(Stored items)
++++++++++

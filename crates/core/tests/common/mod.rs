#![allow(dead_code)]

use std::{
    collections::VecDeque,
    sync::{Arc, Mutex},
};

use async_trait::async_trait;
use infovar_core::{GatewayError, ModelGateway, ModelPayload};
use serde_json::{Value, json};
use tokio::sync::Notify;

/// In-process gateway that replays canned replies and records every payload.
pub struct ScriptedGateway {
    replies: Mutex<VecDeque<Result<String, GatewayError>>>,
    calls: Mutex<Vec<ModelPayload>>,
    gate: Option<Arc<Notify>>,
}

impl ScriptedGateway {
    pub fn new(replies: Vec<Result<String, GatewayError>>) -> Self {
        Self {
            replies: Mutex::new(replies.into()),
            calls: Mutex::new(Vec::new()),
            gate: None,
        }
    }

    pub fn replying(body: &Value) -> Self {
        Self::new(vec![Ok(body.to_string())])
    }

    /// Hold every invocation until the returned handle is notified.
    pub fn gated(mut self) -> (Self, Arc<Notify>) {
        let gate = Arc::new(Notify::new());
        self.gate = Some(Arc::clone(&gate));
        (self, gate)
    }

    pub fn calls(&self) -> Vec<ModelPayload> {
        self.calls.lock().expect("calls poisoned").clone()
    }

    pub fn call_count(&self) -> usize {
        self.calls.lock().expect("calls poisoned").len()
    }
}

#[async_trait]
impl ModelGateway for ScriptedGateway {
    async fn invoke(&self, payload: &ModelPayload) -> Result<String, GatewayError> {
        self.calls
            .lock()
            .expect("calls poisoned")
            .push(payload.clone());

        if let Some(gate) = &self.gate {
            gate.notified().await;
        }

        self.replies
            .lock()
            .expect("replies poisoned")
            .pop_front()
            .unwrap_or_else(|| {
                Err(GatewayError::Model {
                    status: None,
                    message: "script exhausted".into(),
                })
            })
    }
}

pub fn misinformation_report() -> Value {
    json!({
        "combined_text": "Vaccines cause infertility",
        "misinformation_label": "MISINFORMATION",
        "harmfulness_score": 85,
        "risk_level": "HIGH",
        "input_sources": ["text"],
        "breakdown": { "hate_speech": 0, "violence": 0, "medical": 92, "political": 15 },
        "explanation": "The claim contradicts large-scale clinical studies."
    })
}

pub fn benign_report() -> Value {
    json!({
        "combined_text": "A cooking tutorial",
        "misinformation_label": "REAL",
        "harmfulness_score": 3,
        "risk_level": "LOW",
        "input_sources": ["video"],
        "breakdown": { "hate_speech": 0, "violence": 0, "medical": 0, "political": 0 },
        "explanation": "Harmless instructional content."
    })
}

++++++++++

**Task to carry out:**
Lines from the start of the entries through the one containing "pub struct ScriptedGateway" are to be set down again exactly, both ends included.

**Task solution:**
filename crates/core/tests/common/mod.rs
#![allow(dead_code)]

use std::{
    collections::VecDeque,
    sync::{Arc, Mutex},
};

use async_trait::async_trait;
use infovar_core::{GatewayError, ModelGateway, ModelPayload};
use serde_json::{Value, json};
use tokio::sync::Notify;

/// In-process gateway that replays canned replies and records every payload.
pub struct ScriptedGateway {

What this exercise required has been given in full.